Im Rennen um den Oscar

Der Wiener Christoph Waltz wurde beim Filmfestival in Cannes als bester Darsteller ausgezeichnet. Kritiker prophezeien dem Inglourious Basterds“-Star zur Palme noch ein goldenes Männchen

 ©Universal

Dass er Österreicher ist, wussten selbst hierzulande viele nicht, was damit zusammenhängen mag, dass Christoph Waltz fast ausschließlich in Deutschland dreht und seit vielen Jahren in London lebt. Dabei konnte man den „gebürtigen Wiener“, wie man seit seinem Triumph in Cannes nun gerne betont, auch in seiner Heimatstadt manchmal beobachten. Zum Beispiel im Café Sperl, wo er unerkannt und unbehelligt sitzen konnte. Berühmt ist ohnehin kein Begriff, mit dem sich der bald 53-jährige Schauspieler, der das Handwerk am Max Reinhardt Seminar und am Lee Strasberg Institute in New York erlernte, assoziiert. „Was heißt das schon?“, meinte er einmal in einem seiner seltenen Interviews, „heißt das, nicht mehr S-Bahn fahren zu können, ohne erkannt zu werden? Dass ich nur Dinge mache, die ich machen will? Das macht keiner.
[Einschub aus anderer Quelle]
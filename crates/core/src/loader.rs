//! Table image files.
//!
//! A table image is a standard file header, a codec-specific table header and
//! `num_bytes` of payload destined for logical offset `offset`. This module
//! opens images, applies the header checks in order and reads the payload;
//! it never touches the registry.

use std::fs::File;
use std::io::BufReader;

use flight_tables_types::{
    CONTENT_TYPE_CFE1, FS_HEADER_SIZE, StdFileHeader, SUBTYPE_TBL_IMG, TableServicesConfig,
};
use snafu::ResultExt;

use crate::codec::{LoadHeader, TableCodec, read_fully};
use crate::error::{
    AccessSnafu, BadArgumentSnafu, BadContentIdSnafu, BadProcessorIdSnafu, BadSpacecraftIdSnafu,
    BadSubtypeIdSnafu, FileForWrongTableSnafu, FileTooLargeSnafu, FilenameTooLongSnafu,
    LoadIncompleteSnafu, NoStdHeaderSnafu, PartialLoadSnafu, Result, ZeroLengthLoadSnafu,
};

/// Rejects empty paths and paths that do not fit the path field.
pub(crate) fn check_filename(path: &str, max_path_len: usize) -> Result<()> {
    if path.is_empty() {
        return BadArgumentSnafu { message: "empty file name" }.fail();
    }
    if path.len() >= max_path_len {
        return FilenameTooLongSnafu { len: path.len(), max: max_path_len }.fail();
    }
    Ok(())
}

/// Truncates `text` to fewer than `max_len` bytes on a character boundary.
pub(crate) fn bounded(text: &str, max_len: usize) -> String {
    let limit = max_len.saturating_sub(1);
    if text.len() <= limit {
        return text.to_string();
    }
    let mut end = limit;
    while end > 0 && !text.is_char_boundary(end) {
        end -= 1;
    }
    text[..end].to_string()
}

/// An opened image with both headers read and checked.
pub(crate) struct TableImageFile {
    reader: BufReader<File>,
    path: String,
    pub std_header: StdFileHeader,
    pub header: LoadHeader,
}

impl TableImageFile {
    /// Opens `path` and reads both headers.
    ///
    /// Checks content type, sub-type and the spacecraft and processor filters.
    pub fn open(path: &str, config: &TableServicesConfig, codec: &dyn TableCodec) -> Result<Self> {
        let file = File::open(path).context(AccessSnafu { path })?;
        let mut reader = BufReader::new(file);
        let mut raw = [0u8; FS_HEADER_SIZE];
        let read = read_fully(&mut reader, &mut raw).context(AccessSnafu { path })?;
        if read < FS_HEADER_SIZE {
            return NoStdHeaderSnafu { path }.fail();
        }
        let std_header = StdFileHeader::from_bytes(&raw).ok_or_else(|| NoStdHeaderSnafu { path }.build())?;
        check_std_header(&std_header, config)?;
        let header = codec.decode_header(&mut reader, path)?;
        Ok(Self { reader, path: path.to_string(), std_header, header })
    }

    /// Applies the per-table checks: name, zero length, partial first load, size.
    pub fn check_target(
        &self,
        table: &str,
        loaded_once: bool,
        encoded_size: usize,
        codec: &dyn TableCodec,
    ) -> Result<()> {
        if self.header.table_name != table {
            return FileForWrongTableSnafu { expected: table, found: self.header.table_name.clone() }.fail();
        }
        if self.header.num_bytes == 0 {
            return ZeroLengthLoadSnafu { table }.fail();
        }
        if self.header.offset != 0 && !loaded_once {
            return PartialLoadSnafu { table }.fail();
        }
        codec.validate_load_size(&self.header, encoded_size)
    }

    /// Reads exactly `dst.len()` payload bytes and confirms nothing follows.
    pub fn read_payload(&mut self, dst: &mut [u8]) -> Result<()> {
        let path = self.path.as_str();
        let read = read_fully(&mut self.reader, dst).context(AccessSnafu { path })?;
        if read < dst.len() {
            return LoadIncompleteSnafu { read, expected: dst.len() }.fail();
        }
        let mut extra = [0u8; 1];
        let trailing = read_fully(&mut self.reader, &mut extra).context(AccessSnafu { path })?;
        if trailing != 0 {
            return FileTooLargeSnafu {
                table: self.header.table_name.clone(),
                reason: "file has bytes after the declared payload".to_string(),
            }
            .fail();
        }
        Ok(())
    }
}

fn check_std_header(header: &StdFileHeader, config: &TableServicesConfig) -> Result<()> {
    if header.content_type != CONTENT_TYPE_CFE1 {
        return BadContentIdSnafu { found: header.content_type }.fail();
    }
    if header.sub_type != SUBTYPE_TBL_IMG {
        return BadSubtypeIdSnafu { found: header.sub_type }.fail();
    }
    if !config.valid_spacecraft_ids.is_empty() && !config.valid_spacecraft_ids.contains(&header.spacecraft_id) {
        return BadSpacecraftIdSnafu { found: header.spacecraft_id }.fail();
    }
    if !config.valid_processor_ids.is_empty() && !config.valid_processor_ids.contains(&header.processor_id) {
        return BadProcessorIdSnafu { found: header.processor_id }.fail();
    }
    Ok(())
}

/// Reads an image's table header only, to learn which table it targets.
pub(crate) fn peek_table_name(path: &str, config: &TableServicesConfig, codec: &dyn TableCodec) -> Result<String> {
    Ok(TableImageFile::open(path, config, codec)?.header.table_name)
}

#[cfg(test)]
#[allow(clippy::unwrap_used, clippy::expect_used)]
mod tests {
    use flight_tables_test_utils::{TableImage, TestDir};

    use super::*;
    use crate::codec::PassThroughCodec;
    use crate::error::TableError;

    fn open(path: &std::path::Path, config: &TableServicesConfig) -> Result<TableImageFile> {
        TableImageFile::open(path.to_str().unwrap(), config, &PassThroughCodec)
    }

    #[test]
    fn test_well_formed_image() {
        let dir = TestDir::new();
        let path = TableImage::builder().table_name("A.T").payload(vec![0x5A; 64]).build().write_to(&dir, "t.bin");
        let mut image = open(&path, &TableServicesConfig::default()).unwrap();
        image.check_target("A.T", false, 64, &PassThroughCodec).unwrap();
        let mut buf = vec![0u8; 64];
        image.read_payload(&mut buf).unwrap();
        assert!(buf.iter().all(|b| *b == 0x5A));
    }

    #[test]
    fn test_header_rejections() {
        let dir = TestDir::new();
        let config = TableServicesConfig::default();

        let p = TableImage::builder().table_name("A.T").payload(vec![1; 4]).content_type(7).build().write_to(&dir, "ct");
        assert!(matches!(open(&p, &config), Err(TableError::BadContentId { found: 7 })));

        let p = TableImage::builder().table_name("A.T").payload(vec![1; 4]).sub_type(3).build().write_to(&dir, "st");
        assert!(matches!(open(&p, &config), Err(TableError::BadSubtypeId { found: 3 })));

        let p = TableImage::builder().table_name("A.T").payload(vec![1; 4]).truncate_std_header(10).build().write_to(&dir, "sh");
        assert!(matches!(open(&p, &config), Err(TableError::NoStdHeader { .. })));

        let p = TableImage::builder().table_name("A.T").payload(Vec::new()).omit_table_header(true).build().write_to(&dir, "th");
        assert!(matches!(open(&p, &config), Err(TableError::NoTblHeader { .. })));

        let missing = dir.join("missing.bin");
        assert!(matches!(open(&missing, &config), Err(TableError::Access { .. })));
    }

    #[test]
    fn test_id_filters() {
        let dir = TestDir::new();
        let config = TableServicesConfig::builder()
            .valid_spacecraft_ids(vec![0x42])
            .valid_processor_ids(vec![1, 2])
            .build()
            .unwrap();
        let p = TableImage::builder().table_name("A.T").payload(vec![1; 4]).spacecraft_id(0x43).build().write_to(&dir, "sc");
        assert!(matches!(open(&p, &config), Err(TableError::BadSpacecraftId { found: 0x43 })));
        let p = TableImage::builder().table_name("A.T").payload(vec![1; 4]).processor_id(3).build().write_to(&dir, "pr");
        assert!(matches!(open(&p, &config), Err(TableError::BadProcessorId { found: 3 })));
        let p = TableImage::builder().table_name("A.T").payload(vec![1; 4]).processor_id(2).build().write_to(&dir, "ok");
        assert!(open(&p, &config).is_ok());
    }

    #[test]
    fn test_target_checks() {
        let dir = TestDir::new();
        let config = TableServicesConfig::default();
        let p = TableImage::builder().table_name("A.T").payload(vec![1; 8]).offset(8).build().write_to(&dir, "p");
        let image = open(&p, &config).unwrap();
        assert!(matches!(image.check_target("A.U", true, 64, &PassThroughCodec), Err(TableError::FileForWrongTable { .. })));
        assert!(matches!(image.check_target("A.T", false, 64, &PassThroughCodec), Err(TableError::PartialLoad { .. })));
        assert!(matches!(image.check_target("A.T", true, 12, &PassThroughCodec), Err(TableError::FileTooLarge { .. })));
        assert!(image.check_target("A.T", true, 16, &PassThroughCodec).is_ok());

        let p = TableImage::builder().table_name("A.T").payload(Vec::new()).build().write_to(&dir, "z");
        let image = open(&p, &config).unwrap();
        assert!(matches!(image.check_target("A.T", true, 64, &PassThroughCodec), Err(TableError::ZeroLengthLoad { .. })));
    }

    #[test]
    fn test_payload_length_mismatch() {
        let dir = TestDir::new();
        let config = TableServicesConfig::default();
        let p = TableImage::builder().table_name("A.T").payload(vec![1; 8]).num_bytes(16).build().write_to(&dir, "short");
        let mut image = open(&p, &config).unwrap();
        let mut buf = vec![0u8; 16];
        assert!(matches!(image.read_payload(&mut buf), Err(TableError::LoadIncomplete { read: 8, expected: 16 })));

        let p = TableImage::builder().table_name("A.T").payload(vec![1; 8]).trailing(vec![9; 3]).build().write_to(&dir, "long");
        let mut image = open(&p, &config).unwrap();
        let mut buf = vec![0u8; 8];
        assert!(matches!(image.read_payload(&mut buf), Err(TableError::FileTooLarge { .. })));
    }

    #[test]
    fn test_filename_and_bounded() {
        assert!(check_filename("/cf/a.tbl", 64).is_ok());
        assert!(matches!(check_filename(&"x".repeat(64), 64), Err(TableError::FilenameTooLong { .. })));
        assert!(check_filename("", 64).is_err());
        assert_eq!(bounded("abcdef", 4), "abc");
        assert_eq!(bounded("ab", 4), "ab");
        assert_eq!(bounded("aé", 3), "a");
    }
}
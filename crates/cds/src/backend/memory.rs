//! In-memory CDS backend.

use std::sync::Arc;

use parking_lot::RwLock;

use super::{CdsBackend, check_bounds};
use crate::error::Result;

/// In-memory CDS backend.
///
/// Clones share the same image. Dropping a store and opening a new one over a
/// clone behaves like a restart with preserved critical memory.
#[derive(Clone)]
pub struct InMemoryBackend {
    image: Arc<RwLock<Vec<u8>>>,
}

impl InMemoryBackend {
    /// Creates a zero-filled image of `capacity` bytes.
    pub fn new(capacity: usize) -> Self {
        Self { image: Arc::new(RwLock::new(vec![0u8; capacity])) }
    }

    /// Returns a copy of the raw image.
    pub fn snapshot(&self) -> Vec<u8> {
        self.image.read().clone()
    }

    /// Flips every bit of the byte at `offset`. Out-of-range offsets are ignored.
    pub fn corrupt_byte(&self, offset: usize) {
        if let Some(byte) = self.image.write().get_mut(offset) {
            *byte ^= 0xFF;
        }
    }
}

impl CdsBackend for InMemoryBackend {
    fn read_at(&self, offset: u64, buf: &mut [u8]) -> Result<()> {
        let image = self.image.read();
        check_bounds(offset, buf.len(), image.len() as u64)?;
        let start = offset as usize;
        buf.copy_from_slice(&image[start..start + buf.len()]);
        Ok(())
    }

    fn write_at(&self, offset: u64, data: &[u8]) -> Result<()> {
        let mut image = self.image.write();
        check_bounds(offset, data.len(), image.len() as u64)?;
        let start = offset as usize;
        image[start..start + data.len()].copy_from_slice(data);
        Ok(())
    }

    fn sync(&self) -> Result<()> {
        Ok(())
    }

    fn capacity(&self) -> u64 {
        self.image.read().len() as u64
    }
}

#[cfg(test)]
#[allow(clippy::unwrap_used)]
mod tests {
    use super::*;
    use crate::error::Error;

    #[test]
    fn test_write_then_read() {
        let backend = InMemoryBackend::new(64);
        backend.write_at(8, &[1, 2, 3]).unwrap();
        let mut buf = [0u8; 3];
        backend.read_at(8, &mut buf).unwrap();
        assert_eq!(buf, [1, 2, 3]);
    }

    #[test]
    fn test_clones_share_image() {
        let backend = InMemoryBackend::new(16);
        let other = backend.clone();
        backend.write_at(0, &[9]).unwrap();
        assert_eq!(other.snapshot()[0], 9);
    }

    #[test]
    fn test_out_of_bounds() {
        let backend = InMemoryBackend::new(16);
        let err = backend.write_at(12, &[0u8; 8]).unwrap_err();
        assert!(matches!(err, Error::OutOfBounds { offset: 12, len: 8, capacity: 16 }));
        let mut buf = [0u8; 1];
        assert!(backend.read_at(u64::MAX, &mut buf).is_err());
    }
}
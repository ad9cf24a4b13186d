//! Ground-command operations: dumps, registry dumps and housekeeping.

#![allow(clippy::unwrap_used, clippy::expect_used)]

mod common;

use std::sync::Arc;

use common::{config, Harness};
use flight_tables_core::report::record_len;
use flight_tables_core::{
    BackgroundFileWriter, BufferSelect, EventId, EventSink, FileWriter, Info, LoadSource, TableError,
    TableServices,
};
use flight_tables_test_utils::strategies::arb_payload;
use flight_tables_types::{StdFileHeader, TableOptions, FS_HEADER_SIZE, SUBTYPE_TBL_REG, TBL_HEADER_SIZE};
use proptest::prelude::*;

#[test]
fn test_registry_dump_inline() {
    let h = Harness::new();
    let app = h.app("A");
    let (handle, _) = h.services.register(app, "T1", 8, TableOptions::empty(), None).unwrap();
    h.services.register(app, "T2", 8, TableOptions::DBL_BUFFER, None).unwrap();
    h.services.load(app, handle, LoadSource::Bytes(&[1; 8])).unwrap();

    let path = h.dir.path_string("registry.dat");
    h.services.dump_registry_cmd(Some(&path)).unwrap();
    let bytes = std::fs::read(&path).unwrap();
    assert_eq!(bytes.len(), FS_HEADER_SIZE + 2 * record_len(h.services.config()));
    let header = StdFileHeader::from_bytes(&bytes[..FS_HEADER_SIZE]).unwrap();
    assert_eq!(header.sub_type, SUBTYPE_TBL_REG);
    assert_eq!(header.spacecraft_id, h.services.config().spacecraft_id);

    let dumped = h.events.last(EventId::RegistryDumped).unwrap();
    assert_eq!(dumped.data, [2, 0]);
    h.services.dump_registry_cmd(Some(&path)).unwrap();
    assert_eq!(h.events.last(EventId::RegistryDumped).unwrap().data, [2, 1]);
}

#[test]
fn test_registry_dump_rejects_long_path() {
    let h = Harness::new();
    let long = "r".repeat(400);
    let err = h.services.dump_registry_cmd(Some(&long)).unwrap_err();
    assert!(matches!(err, TableError::FilenameTooLong { .. }), "got {err:?}");
    assert_eq!(h.events.count(EventId::RegistryDumpError), 1);
}

#[test]
fn test_registry_dump_to_default_file() {
    let h = Harness::new();
    let target = h.dir.path_string("default_reg.dat");
    let config = flight_tables_types::TableServicesConfig::builder()
        .max_path_len(256)
        .default_registry_dump_file(target.clone())
        .build()
        .unwrap();
    let services = TableServices::builder().config(config).build().unwrap();
    services.dump_registry_cmd(None).unwrap();
    assert_eq!(std::fs::read(&target).unwrap().len(), FS_HEADER_SIZE);
}

#[test]
fn test_registry_dump_on_background_writer() {
    let h = Harness::new();
    let writer = Arc::new(BackgroundFileWriter::start(4).unwrap());
    let services = TableServices::builder()
        .config(config())
        .events(h.events.clone() as Arc<dyn EventSink>)
        .writer(writer.clone() as Arc<dyn FileWriter>)
        .build()
        .unwrap();
    let app = services.register_app("A").unwrap();
    services.register(app, "T", 8, TableOptions::empty(), None).unwrap();

    let path = h.dir.path_string("bg_registry.dat");
    services.dump_registry_cmd(Some(&path)).unwrap();
    writer.flush();
    assert_eq!(std::fs::read(&path).unwrap().len(), FS_HEADER_SIZE + record_len(services.config()));
    assert_eq!(h.events.count(EventId::RegistryDumped), 1);
}

#[test]
fn test_dump_active_buffer_and_overwrite() {
    let h = Harness::new();
    let app = h.app("A");
    let (handle, _) = h.services.register(app, "T", 8, TableOptions::empty(), None).unwrap();
    let path = h.dir.path_string("t.dmp");
    assert!(matches!(
        h.services.dump_cmd("A.T", BufferSelect::Active, &path),
        Err(TableError::NeverLoaded { .. })
    ));
    assert!(matches!(
        h.services.dump_cmd("A.T", BufferSelect::Inactive, &path),
        Err(TableError::NoInactiveBuffer { .. })
    ));
    assert!(matches!(
        h.services.dump_cmd("A.Missing", BufferSelect::Active, &path),
        Err(TableError::InvalidName { .. })
    ));

    h.services.load(app, handle, LoadSource::Bytes(&[4; 8])).unwrap();
    assert_eq!(h.services.dump_cmd("A.T", BufferSelect::Active, &path).unwrap(), Info::Success);
    h.services.load(app, handle, LoadSource::Bytes(&[5; 8])).unwrap();
    h.services.housekeeping();

    let written = std::fs::read(&path).unwrap();
    assert_eq!(written.len(), FS_HEADER_SIZE + TBL_HEADER_SIZE + 8);
    assert!(written.ends_with(&[4; 8]), "the snapshot is taken when the command runs");
    assert_eq!(h.events.count(EventId::DumpWritten), 1);

    h.services.dump_cmd("A.T", BufferSelect::Active, &path).unwrap();
    let hk = h.services.housekeeping();
    assert!(std::fs::read(&path).unwrap().ends_with(&[5; 8]));
    assert_eq!(h.events.count(EventId::DumpOverwritten), 1);
    assert_eq!(hk.num_free_shared_bufs, h.services.config().max_simultaneous_loads);
}

#[test]
fn test_dump_of_load_in_progress() {
    let h = Harness::new();
    let app = h.app("A");
    h.services.register(app, "T", 8, TableOptions::empty(), Some(Arc::new(|_: &[u8]| 0))).unwrap();
    let image = h.image("t.tbl", "A.T", &[6; 8]);
    h.services.load_file_cmd(&image).unwrap();

    let path = h.dir.path_string("pending.dmp");
    assert_eq!(h.services.dump_cmd("A.T", BufferSelect::Inactive, &path).unwrap(), Info::Success);
    h.services.housekeeping();
    assert!(std::fs::read(&path).unwrap().ends_with(&[6; 8]));
}

#[test]
fn test_load_file_cmd_rejections() {
    let h = Harness::new();
    let app = h.app("A");
    h.services.register(app, "D", 8, TableOptions::DUMP_ONLY, None).unwrap();
    let image = h.image("d.tbl", "A.D", &[1; 8]);
    assert!(matches!(h.services.load_file_cmd(&image), Err(TableError::DumpOnly { .. })));

    let orphan = h.image("o.tbl", "A.Nobody", &[1; 8]);
    assert!(matches!(h.services.load_file_cmd(&orphan), Err(TableError::InvalidName { .. })));
    assert!(matches!(h.services.activate_cmd("A.D"), Err(TableError::DumpOnly { .. })));
    assert_eq!(h.events.count(EventId::LoadError), 2);
}

#[test]
fn test_load_file_cmd_reloads_pending_buffer() {
    let h = Harness::new();
    let app = h.app("A");
    let (handle, _) = h.services.register(app, "T", 8, TableOptions::empty(), None).unwrap();
    h.services.load(app, handle, LoadSource::Bytes(&[1; 8])).unwrap();

    let first = h.image("first.tbl", "A.T", &[2; 8]);
    let second = h.partial_image("second.tbl", "A.T", 4, &[3; 4]);
    h.services.load_file_cmd(&first).unwrap();
    assert_eq!(h.services.load_file_cmd(&second).unwrap(), Info::WarnPartialLoad);
    assert_eq!(h.services.housekeeping().num_load_pending, 1);

    assert_eq!(h.services.activate_cmd("A.T").unwrap(), Info::UpdatePending);
    assert_eq!(h.services.update(app, handle).unwrap(), Info::Success);
    assert_eq!(h.contents(app, handle), vec![2, 2, 2, 2, 3, 3, 3, 3]);
    assert_eq!(h.services.activate_cmd("A.T").unwrap(), Info::NoUpdatePending);

    let hk = h.services.housekeeping();
    assert_eq!(hk.last_updated_table, "A.T");
    assert_eq!(hk.last_table_loaded, "A.T");
    assert_eq!(hk.last_file_loaded, second);
}

#[test]
fn test_housekeeping_counts() {
    let h = Harness::new();
    let app = h.app("A");
    let (a, _) = h.services.register(app, "T1", 8, TableOptions::empty(), None).unwrap();
    h.services.register(app, "T2", 8, TableOptions::empty(), None).unwrap();
    h.services.load(app, a, LoadSource::Bytes(&[1; 8])).unwrap();
    h.services.load_file_cmd(&h.image("t1.tbl", "A.T1", &[2; 8])).unwrap();

    let hk = h.services.housekeeping();
    assert_eq!(hk.num_tables, 2);
    assert_eq!(hk.num_load_pending, 1);
    assert_eq!(hk.num_free_shared_bufs, h.services.config().max_simultaneous_loads - 1);
    assert_eq!(hk.last_updated_table, "A.T1");
}

proptest! {
    #![proptest_config(ProptestConfig::with_cases(32))]

    #[test]
    fn prop_memory_load_fills_prefix(bytes in arb_payload(64), size in 1usize..=64, len in 1usize..=64) {
        let payload = &bytes[..len.min(size)];
        let h = Harness::new();
        let app = h.app("P");
        let (handle, _) = h.services.register(app, "T", size, TableOptions::empty(), None).unwrap();
        let info = h.services.load(app, handle, LoadSource::Bytes(payload)).unwrap();
        let expected = if payload.len() < size { Info::WarnShortFile } else { Info::Success };
        prop_assert_eq!(info, expected);

        let contents = h.contents(app, handle);
        prop_assert_eq!(&contents[..payload.len()], payload);
        prop_assert!(contents[payload.len()..].iter().all(|b| *b == 0));
        prop_assert_eq!(h.services.get_info("P.T").unwrap().crc, crc32fast::hash(&contents));
    }
}
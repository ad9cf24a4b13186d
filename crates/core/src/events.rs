//! Table-service events.
//!
//! Operations queue [`DeferredEvent`]s on their transaction while the registry
//! lock is held. After the lock is released each one becomes a [`TableEvent`]
//! and is handed to the configured [`EventSink`]. The core supplies only the
//! numeric id and two integers of data; formatting is the sink's business.

use std::fmt;

use tracing::{debug, error, info};

use crate::app::AppId;

/// Event severity.
#[derive(Debug, Clone, Copy, PartialEq, Eq, Hash)]
pub enum Severity {
    /// Routine, high-volume.
    Debug,
    /// Noteworthy success.
    Info,
    /// Failed operation.
    Error,
}

/// Closed set of event ids with stable numeric values.
#[derive(Debug, Clone, Copy, PartialEq, Eq, Hash)]
#[repr(u16)]
pub enum EventId {
    /// Table services finished initialization.
    Initialized = 1,
    /// Table registered.
    Registered = 10,
    /// Handle opened on an existing table.
    Shared = 11,
    /// Handle released.
    Unregistered = 12,
    /// Register failed.
    RegisterError = 13,
    /// Share failed.
    ShareError = 14,
    /// Unregister failed.
    UnregisterError = 15,
    /// Table contents loaded into a working buffer.
    LoadSuccess = 20,
    /// Load failed.
    LoadError = 21,
    /// Working buffer became active.
    UpdateSuccess = 22,
    /// Update failed.
    UpdateError = 23,
    /// Activation requested; the owner will perform the update.
    LoadPending = 24,
    /// Load in progress discarded.
    LoadAborted = 25,
    /// Abort failed.
    AbortError = 26,
    /// Activate command failed.
    ActivateError = 27,
    /// Validation queued for the owner.
    ValidationRequested = 30,
    /// Validation function accepted the contents.
    ValidationSuccess = 31,
    /// Validation function rejected the contents.
    ValidationFailure = 32,
    /// Validate request failed.
    ValidateError = 33,
    /// Dump queued for a dump-only table's owner.
    DumpRequested = 40,
    /// Dump file created.
    DumpWritten = 41,
    /// Dump file replaced an existing file.
    DumpOverwritten = 42,
    /// Dump request failed.
    DumpError = 43,
    /// Dump file could not be written.
    DumpFileError = 44,
    /// Registry dump file written.
    RegistryDumped = 50,
    /// Registry dump file could not be written.
    RegistryDumpFailed = 51,
    /// Registry dump request failed.
    RegistryDumpError = 52,
    /// Critical table CDS block deleted.
    CdsDeleted = 60,
    /// Delete-CDS request failed.
    CdsDeleteError = 61,
    /// Critical table restored from the CDS.
    Recovered = 62,
    /// Critical table registered without CDS backing.
    NotCritical = 63,
    /// Critical table could not be saved to the CDS.
    CriticalSaveFailed = 64,
    /// Address, status or in-place modification request failed.
    AccessError = 70,
}

impl EventId {
    /// Stable numeric id.
    pub const fn number(self) -> u16 {
        self as u16
    }

    /// Severity of this event.
    pub const fn severity(self) -> Severity {
        match self {
            Self::Registered
            | Self::Shared
            | Self::Unregistered
            | Self::ValidationRequested
            | Self::DumpRequested => Severity::Debug,
            Self::Initialized
            | Self::LoadSuccess
            | Self::UpdateSuccess
            | Self::LoadPending
            | Self::LoadAborted
            | Self::ValidationSuccess
            | Self::DumpWritten
            | Self::DumpOverwritten
            | Self::RegistryDumped
            | Self::CdsDeleted
            | Self::Recovered => Severity::Info,
            Self::RegisterError
            | Self::ShareError
            | Self::UnregisterError
            | Self::LoadError
            | Self::UpdateError
            | Self::AbortError
            | Self::ActivateError
            | Self::ValidationFailure
            | Self::ValidateError
            | Self::DumpError
            | Self::DumpFileError
            | Self::RegistryDumpFailed
            | Self::RegistryDumpError
            | Self::CdsDeleteError
            | Self::NotCritical
            | Self::CriticalSaveFailed
            | Self::AccessError => Severity::Error,
        }
    }
}

impl fmt::Display for EventId {
    fn fmt(&self, f: &mut fmt::Formatter<'_>) -> fmt::Result {
        write!(f, "{self:?}({})", self.number())
    }
}

/// One emitted event.
#[derive(Debug, Clone, PartialEq, Eq)]
pub struct TableEvent {
    /// Event id.
    pub id: EventId,
    /// Severity, from [`EventId::severity`].
    pub severity: Severity,
    /// Application that made the call.
    pub app: AppId,
    /// Qualified table name, empty when the call did not resolve a table.
    pub table: String,
    /// Event data. Error events carry the error code in `data[0]`.
    pub data: [i64; 2],
}

/// Receives events once the registry lock has been released.
pub trait EventSink: Send + Sync {
    /// Delivers one event.
    fn send_event(&self, event: &TableEvent);
}

/// Logs events through `tracing`.
#[derive(Debug, Default, Clone, Copy)]
pub struct TracingEventSink;

impl EventSink for TracingEventSink {
    fn send_event(&self, event: &TableEvent) {
        let id = event.id.number();
        match event.severity {
            Severity::Debug => debug!(
                event = id,
                kind = ?event.id,
                app = event.app.value(),
                table = %event.table,
                d1 = event.data[0],
                d2 = event.data[1],
                "table event"
            ),
            Severity::Info => info!(
                event = id,
                kind = ?event.id,
                app = event.app.value(),
                table = %event.table,
                d1 = event.data[0],
                d2 = event.data[1],
                "table event"
            ),
            Severity::Error => error!(
                event = id,
                kind = ?event.id,
                app = event.app.value(),
                table = %event.table,
                d1 = event.data[0],
                d2 = event.data[1],
                "table event"
            ),
        }
    }
}

/// Event queued inside a transaction.
#[derive(Debug, Clone, Copy, PartialEq, Eq)]
pub(crate) struct DeferredEvent {
    pub id: EventId,
    pub data: [i64; 2],
}

#[cfg(test)]
mod tests {
    use super::*;

    #[test]
    fn test_error_events_are_error_severity() {
        for id in [EventId::LoadError, EventId::CriticalSaveFailed, EventId::AccessError] {
            assert_eq!(id.severity(), Severity::Error);
        }
        assert_eq!(EventId::Registered.severity(), Severity::Debug);
        assert_eq!(EventId::Recovered.severity(), Severity::Info);
    }

    #[test]
    fn test_display_includes_number() {
        assert_eq!(EventId::DumpWritten.to_string(), "DumpWritten(41)");
    }

    #[test]
    fn test_tracing_sink_accepts_all_severities() {
        let sink = TracingEventSink;
        for id in [EventId::Registered, EventId::LoadSuccess, EventId::LoadError] {
            sink.send_event(&TableEvent {
                id,
                severity: id.severity(),
                app: AppId::TABLE_SERVICES,
                table: "TBL.T".into(),
                data: [1, 2],
            });
        }
    }
}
Dass ich irrsinnig viel Kohle verdiene? Das kann man auch vergessen!“
Wiewohl sich sein Marktwert in dutzenden Film- und Fernsehproduktionen kontinuierlich steigerte. Meist wurde Waltz als zwielichtiger Bösewicht oder labiler Melancholiker besetzt. In vielen Nebenrollen, aber auch als Hauptakteur. Für seine Darstellung des innerlich zerrissenen Schlagerstars in „Du bist nicht allein – Die Roy Black Story“ erhielt er 1997 den Bayerischen Filmpreis, 2001 folgte der Adolf-Grimme-Preis für die Rolle des Oetker-Kidnappers im Film „Der Tanz mit dem Teufel“. Und so hätte es für Christoph Waltz wohl noch lange weiter gehen können: Ausgebucht, ausgezeichnet, aber nie richtig in der ersten Liga.